Most deserving companies that can raise venture capital have proprietary intellectual property. The quality of the IP and the management team are the two most important parts of a venture capitalist's investment choice. The challenge that many ventures have is that most investors wonít sign non-disclosure agreements (NDAís) that are crucial to keeping the proprietary character of the IP. This article will give you the right strategy to address the proprietary IP in your business plan and attract investors while keeping the confidentiality of your inventions.
Concentrate on the Good Aspects of the Application of the IP: The business plan should not disclose the confidential areas of the IP. However, it should talk about the benefits of the IP. Even the most extraordinary technologies will not entice investors unless it has concrete benefits to customers.
The business plan needs to talk about the products and services the IP will incorporate. Then it has to point out the benefits of the products and services for the customers and distinguish them from competing products. When possible, it is helpful to add non-confidential drawings and back-up materials of the products and services in the Appendix.
Cover Customer Needs and the Market Size: The business plan must also discuss how the benefits of the IP satisfy a large customer base. To bring this about, the plan needs to detail the customerís wants and needs and prove the company's conditions meet those needs.
The plan needs to talk about the marketplace in which the IP is delivered and the size. The market size is critical to the whole picture. It equals a companyís sales if it were to capture 100% of its niche market. Letís say a medical devices market size would not be in the trillion dollar healthcare market, but the sales of all other medical devices.
Focus on Rivalry and Spirited Differences: Your business plan must prove that your IP is 'the best' in relation to others. When identifying competitors, listing no or few competitors has a negative implication, as it implies that there may not be a big enough customer base for the product/ service. However, if there are too many competitors, then the market could be flooded and be unable to profit a new entrant. So any company that serves customer needs like yours should be considered a competitor.

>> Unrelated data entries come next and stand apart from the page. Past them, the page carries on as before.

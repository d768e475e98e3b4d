// ─── Process Supervisor ───
// Launches client installations and tracks the resulting OS processes.
// One watcher task per running instance; the watcher is the single
// point of removal, so a force-close racing a natural exit still
// removes each entry exactly once.

use std::collections::HashMap;
use std::path::{Path, PathBuf};
use std::sync::Arc;
use std::time::Duration;

use chrono::{DateTime, Utc};
use tokio::process::Child;
use tokio::sync::{watch, Mutex};
use tokio::time::Instant;
use tracing::{info, warn};
use uuid::Uuid;

use crate::core::client::GameClient;
use crate::core::error::{LauncherError, LauncherResult};
use crate::core::server::{Server, ServerAddress};

use super::task::build_launch_command;

const WAIT_RETRY_INITIAL: Duration = Duration::from_millis(100);
const WAIT_RETRY_MAX: Duration = Duration::from_secs(2);
const DRAIN_POLL: Duration = Duration::from_millis(50);

/// Lifecycle of one supervised process.
///
/// `Launching` covers OS process creation; `Running` once the spawn is
/// confirmed; `Exited` is terminal and removes the entry from the
/// active set.
#[derive(Debug, Clone, Copy, PartialEq, Eq)]
pub enum InstanceStatus {
    Launching,
    Running,
    Exited(Option<i32>),
}

/// Read-only snapshot of a tracked instance.
#[derive(Debug, Clone)]
pub struct RunningInstance {
    pub id: Uuid,
    pub pid: Option<u32>,
    pub client: PathBuf,
    pub server: Option<ServerAddress>,
    pub started_at: DateTime<Utc>,
    pub status: InstanceStatus,
}

struct TrackedInstance {
    info: RunningInstance,
    kill_tx: watch::Sender<bool>,
}

/// Owns the running-set. Instances are registered at launch and removed
/// by their watcher the moment exit is observed; nothing outside this
/// type holds a long-lived reference to a tracked process.
pub struct ProcessSupervisor {
    running: Arc<Mutex<HashMap<Uuid, TrackedInstance>>>,
    /// Restrict each installation to one simultaneous instance.
    one_instance_per_client: bool,
}

impl ProcessSupervisor {
    pub fn new(one_instance_per_client: bool) -> Self {
        Self {
            running: Arc::new(Mutex::new(HashMap::new())),
            one_instance_per_client,
        }
    }

    /// Launch `client`, optionally pointed at `server`, and begin
    /// watching for process exit in the background.
    ///
    /// Fails with `AlreadyRunning` when the single-instance policy is on
    /// and the installation already has a tracked instance, or with
    /// `LaunchFailed` when the OS refuses to start the process (the
    /// caller should revalidate the installation in that case).
    pub async fn launch(
        &self,
        client: &GameClient,
        server: Option<&Server>,
        extra_args: &[String],
    ) -> LauncherResult<Uuid> {
        if !client.executable.is_file() {
            return Err(LauncherError::LaunchFailed(format!(
                "executable missing at {:?}",
                client.executable
            )));
        }

        let id = Uuid::new_v4();
        let (kill_tx, kill_rx) = watch::channel(false);

        {
            let mut running = self.running.lock().await;

            if self.one_instance_per_client
                && running
                    .values()
                    .any(|t| t.info.client == client.executable)
            {
                return Err(LauncherError::AlreadyRunning(
                    client.executable.display().to_string(),
                ));
            }

            running.insert(
                id,
                TrackedInstance {
                    info: RunningInstance {
                        id,
                        pid: None,
                        client: client.executable.clone(),
                        server: server.map(|s| s.address.clone()),
                        started_at: Utc::now(),
                        status: InstanceStatus::Launching,
                    },
                    kill_tx,
                },
            );
        }

        let mut cmd = tokio::process::Command::from(build_launch_command(
            client, server, extra_args,
        ));

        let child = match cmd.spawn() {
            Ok(child) => child,
            Err(e) => {
                self.running.lock().await.remove(&id);
                return Err(LauncherError::LaunchFailed(e.to_string()));
            }
        };

        let pid = child.id();
        {
            let mut running = self.running.lock().await;
            // Entry is still present: only the watcher removes entries
            // and it has not been spawned yet.
            if let Some(tracked) = running.get_mut(&id) {
                tracked.info.pid = pid;
                tracked.info.status = InstanceStatus::Running;
            }
        }

        info!(
            "Launched {} (pid {:?}) against {:?}",
            client,
            pid,
            server.map(|s| s.address.to_string())
        );

        let running = Arc::clone(&self.running);
        tokio::spawn(async move {
            let code = watch_child(child, kill_rx).await;
            // Single point of removal; at most one logical removal can
            // take effect even if a force-close raced the exit.
            if running.lock().await.remove(&id).is_some() {
                info!("Instance {} exited with code {:?}", id, code);
            }
        });

        Ok(id)
    }

    /// Read-only snapshot of every tracked instance.
    pub async fn running_instances(&self) -> Vec<RunningInstance> {
        let running = self.running.lock().await;
        running.values().map(|t| t.info.clone()).collect()
    }

    /// Is `client` currently connected to `server`?
    pub async fn is_connected(&self, client: &Path, server: &ServerAddress) -> bool {
        let running = self.running.lock().await;
        running.values().any(|t| {
            t.info.client == client && t.info.server.as_ref() == Some(server)
        })
    }

    /// Best-effort termination of every tracked instance, bounded by
    /// `grace`. Instances that refuse to die within the grace period
    /// are reported, never fatal: this runs on the shutdown path.
    pub async fn force_close_all(&self, grace: Duration) {
        {
            let running = self.running.lock().await;
            if running.is_empty() {
                return;
            }
            info!("Force-closing {} running instance(s)", running.len());
            for tracked in running.values() {
                tracked.kill_tx.send_replace(true);
            }
        }

        let deadline = Instant::now() + grace;
        loop {
            if self.running.lock().await.is_empty() {
                return;
            }
            if Instant::now() >= deadline {
                break;
            }
            tokio::time::sleep(DRAIN_POLL).await;
        }

        let leftover = self.running.lock().await.len();
        if leftover > 0 {
            warn!(
                "{} instance(s) still tracked after the {}s grace period; abandoning them",
                leftover,
                grace.as_secs()
            );
        }
    }
}

/// Wait for `child` to exit, killing it if the supervisor asks.
///
/// OS wait errors are retried with backoff instead of abandoning the
/// watch; a kill request falls through to a final wait so the exit is
/// still observed exactly once.
async fn watch_child(mut child: Child, mut kill_rx: watch::Receiver<bool>) -> Option<i32> {
    let mut backoff = WAIT_RETRY_INITIAL;

    loop {
        // Handlers only produce a verdict; `child` is touched again only
        // after the select completes and its wait future is dropped.
        let kill_requested = tokio::select! {
            status = child.wait() => match status {
                Ok(status) => return status.code(),
                Err(e) => {
                    warn!("Process wait error, retrying in {:?}: {}", backoff, e);
                    None
                }
            },
            changed = kill_rx.changed() => {
                Some(changed.is_ok() && *kill_rx.borrow_and_update())
            }
        };

        match kill_requested {
            Some(true) => {
                if let Err(e) = child.start_kill() {
                    warn!("Kill request failed: {}", e);
                }
                return match child.wait().await {
                    Ok(status) => status.code(),
                    Err(e) => {
                        warn!("Wait after kill failed: {}", e);
                        None
                    }
                };
            }
            Some(false) => {
                if kill_rx.has_changed().is_err() {
                    // Sender gone; no kill can ever arrive. Plain wait.
                    return wait_with_retry(&mut child).await;
                }
            }
            None => {
                tokio::time::sleep(backoff).await;
                backoff = (backoff * 2).min(WAIT_RETRY_MAX);
            }
        }
    }
}

async fn wait_with_retry(child: &mut Child) -> Option<i32> {
    let mut backoff = WAIT_RETRY_INITIAL;
    loop {
        match child.wait().await {
            Ok(status) => return status.code(),
            Err(e) => {
                warn!("Process wait error, retrying in {:?}: {}", backoff, e);
                tokio::time::sleep(backoff).await;
                backoff = (backoff * 2).min(WAIT_RETRY_MAX);
            }
        }
    }
}

#[cfg(test)]
mod tests {
    use super::*;
    use crate::core::server::{ServerAnnouncement, ServerAddress};
    use std::path::PathBuf;

    fn test_server() -> Server {
        Server::from(ServerAnnouncement {
            address: ServerAddress::new("play.example.net", 7777),
            display_name: "Example".into(),
            region: "NA".into(),
            hidden: None,
            allow_advanced: true,
            allow_heavy_weapons: true,
            is_default: false,
        })
    }

    #[cfg(unix)]
    fn script_client(dir: &Path, name: &str, body: &str) -> GameClient {
        use std::os::unix::fs::PermissionsExt;

        let path = dir.join(name);
        std::fs::write(&path, format!("#!/bin/sh\n{body}\n")).unwrap();
        std::fs::set_permissions(&path, std::fs::Permissions::from_mode(0o755)).unwrap();
        GameClient::new(path)
    }

    async fn wait_until_empty(supervisor: &ProcessSupervisor, timeout: Duration) -> bool {
        let deadline = Instant::now() + timeout;
        while Instant::now() < deadline {
            if supervisor.running_instances().await.is_empty() {
                return true;
            }
            tokio::time::sleep(Duration::from_millis(20)).await;
        }
        false
    }

    #[tokio::test]
    async fn missing_executable_fails_launch() {
        let supervisor = ProcessSupervisor::new(true);
        let client = GameClient::new(PathBuf::from("/nonexistent/client.exe"));

        let err = supervisor.launch(&client, None, &[]).await.unwrap_err();
        assert!(matches!(err, LauncherError::LaunchFailed(_)));
        assert!(supervisor.running_instances().await.is_empty());
    }

    #[cfg(unix)]
    #[tokio::test]
    async fn natural_exit_removes_instance_from_active_set() {
        let tmp = tempfile::tempdir().unwrap();
        let supervisor = ProcessSupervisor::new(true);
        let client = script_client(tmp.path(), "quick.sh", "exit 0");

        supervisor.launch(&client, None, &[]).await.unwrap();
        assert!(wait_until_empty(&supervisor, Duration::from_secs(5)).await);
    }

    #[cfg(unix)]
    #[tokio::test]
    async fn single_instance_policy_rejects_second_launch() {
        let tmp = tempfile::tempdir().unwrap();
        let supervisor = ProcessSupervisor::new(true);
        let client = script_client(tmp.path(), "long.sh", "sleep 30");

        supervisor.launch(&client, None, &[]).await.unwrap();
        let err = supervisor.launch(&client, None, &[]).await.unwrap_err();
        assert!(matches!(err, LauncherError::AlreadyRunning(_)));

        supervisor.force_close_all(Duration::from_secs(5)).await;
        assert!(supervisor.running_instances().await.is_empty());
    }

    #[cfg(unix)]
    #[tokio::test]
    async fn connected_query_sees_server_target_while_running() {
        let tmp = tempfile::tempdir().unwrap();
        let supervisor = ProcessSupervisor::new(true);
        let client = script_client(tmp.path(), "long.sh", "sleep 30");
        let server = test_server();

        supervisor
            .launch(&client, Some(&server), &[])
            .await
            .unwrap();

        assert!(
            supervisor
                .is_connected(&client.executable, &server.address)
                .await
        );
        assert!(
            !supervisor
                .is_connected(&client.executable, &ServerAddress::new("other.example.net", 7777))
                .await
        );

        supervisor.force_close_all(Duration::from_secs(5)).await;
    }

    #[cfg(unix)]
    #[tokio::test]
    async fn force_close_racing_launch_leaves_no_tracked_instance() {
        let tmp = tempfile::tempdir().unwrap();
        let supervisor = Arc::new(ProcessSupervisor::new(false));
        let client = script_client(tmp.path(), "long.sh", "sleep 30");

        // Race the close against a launch still in flight; neither side
        // may panic and the instance must end up absent.
        let launcher = {
            let supervisor = Arc::clone(&supervisor);
            let client = client.clone();
            tokio::spawn(async move { supervisor.launch(&client, None, &[]).await })
        };
        supervisor.force_close_all(Duration::from_millis(500)).await;
        let _ = launcher.await.unwrap();

        // The launch may have landed after the close; close again to
        // cover that interleaving.
        supervisor.force_close_all(Duration::from_secs(5)).await;
        assert!(wait_until_empty(&supervisor, Duration::from_secs(5)).await);
    }
}
use std::path::PathBuf;
use thiserror::Error;

/// Central error type for the entire launcher backend.
/// Every module returns `Result<T, LauncherError>`.
#[derive(Debug, Error)]
pub enum LauncherError {
    // ── IO ──────────────────────────────────────────────
    #[error("IO error at {path:?}: {source}")]
    Io {
        path: PathBuf,
        source: std::io::Error,
    },

    // ── Network ─────────────────────────────────────────
    #[error("HTTP request failed: {0}")]
    Http(#[from] reqwest::Error),

    #[error("Probe timed out for {0}")]
    ProbeTimeout(String),

    // ── Modules ─────────────────────────────────────────
    #[error("Module already installed: {0}")]
    DuplicateModule(String),

    #[error("Module not found: {0}")]
    ModuleNotFound(String),

    // ── Clients ─────────────────────────────────────────
    #[error("Installation invalid at {path:?}: {reason}")]
    InstallationInvalid { path: PathBuf, reason: String },

    #[error("Client not registered: {0}")]
    ClientNotRegistered(String),

    // ── Launch ──────────────────────────────────────────
    #[error("Launch failed: {0}")]
    LaunchFailed(String),

    #[error("Client already running: {0}")]
    AlreadyRunning(String),

    #[error("Loadout rejected: {0}")]
    ValidationRejected(String),

    // ── Instance channel ────────────────────────────────
    #[error("Instance channel unavailable: {0}")]
    ChannelUnavailable(String),

    // ── Deep links ──────────────────────────────────────
    #[error("Malformed deep-link payload: {0}")]
    DeepLink(String),

    // ── JSON ────────────────────────────────────────────
    #[error("JSON error: {0}")]
    Json(#[from] serde_json::Error),

    // ── Generic ─────────────────────────────────────────
    #[error("{0}")]
    Other(String),
}

/// Convenience alias used throughout the crate.
pub type LauncherResult<T> = Result<T, LauncherError>;

impl From<std::io::Error> for LauncherError {
    fn from(source: std::io::Error) -> Self {
        LauncherError::Io {
            path: PathBuf::new(),
            source,
        }
    }
}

The business plan has to detail the positive and negative points of the competitors IP (along with products and services) and endorse your offerings as greater in general, or greater in serving a customer niche.
Prove Implementation for the Opportunity: Not only do you have to prove the quality of the IP and the expanding market for its application, the business plan must prove the company can implement the idea.
The plan needs to detail and describe all of the company's past accomplishments - including dates of product/service inception, past funding rounds, revenue milestones and the formation of key partnerships.
When a company is a full start-up (and no milestones are founded) the plan should focus on prior endeavours of the management team as an indicator of the company's potential for success.
How to Get Investors to Sign the NDA: If you can convince a possible investor that the IP comes with the product/service and will build customer benefits in a large market, then the investor will take the quality of the invention as fixed when going over the plan. Further on, during due diligence, the investor will review the technology. Then a discussion about signing the NDA should take place.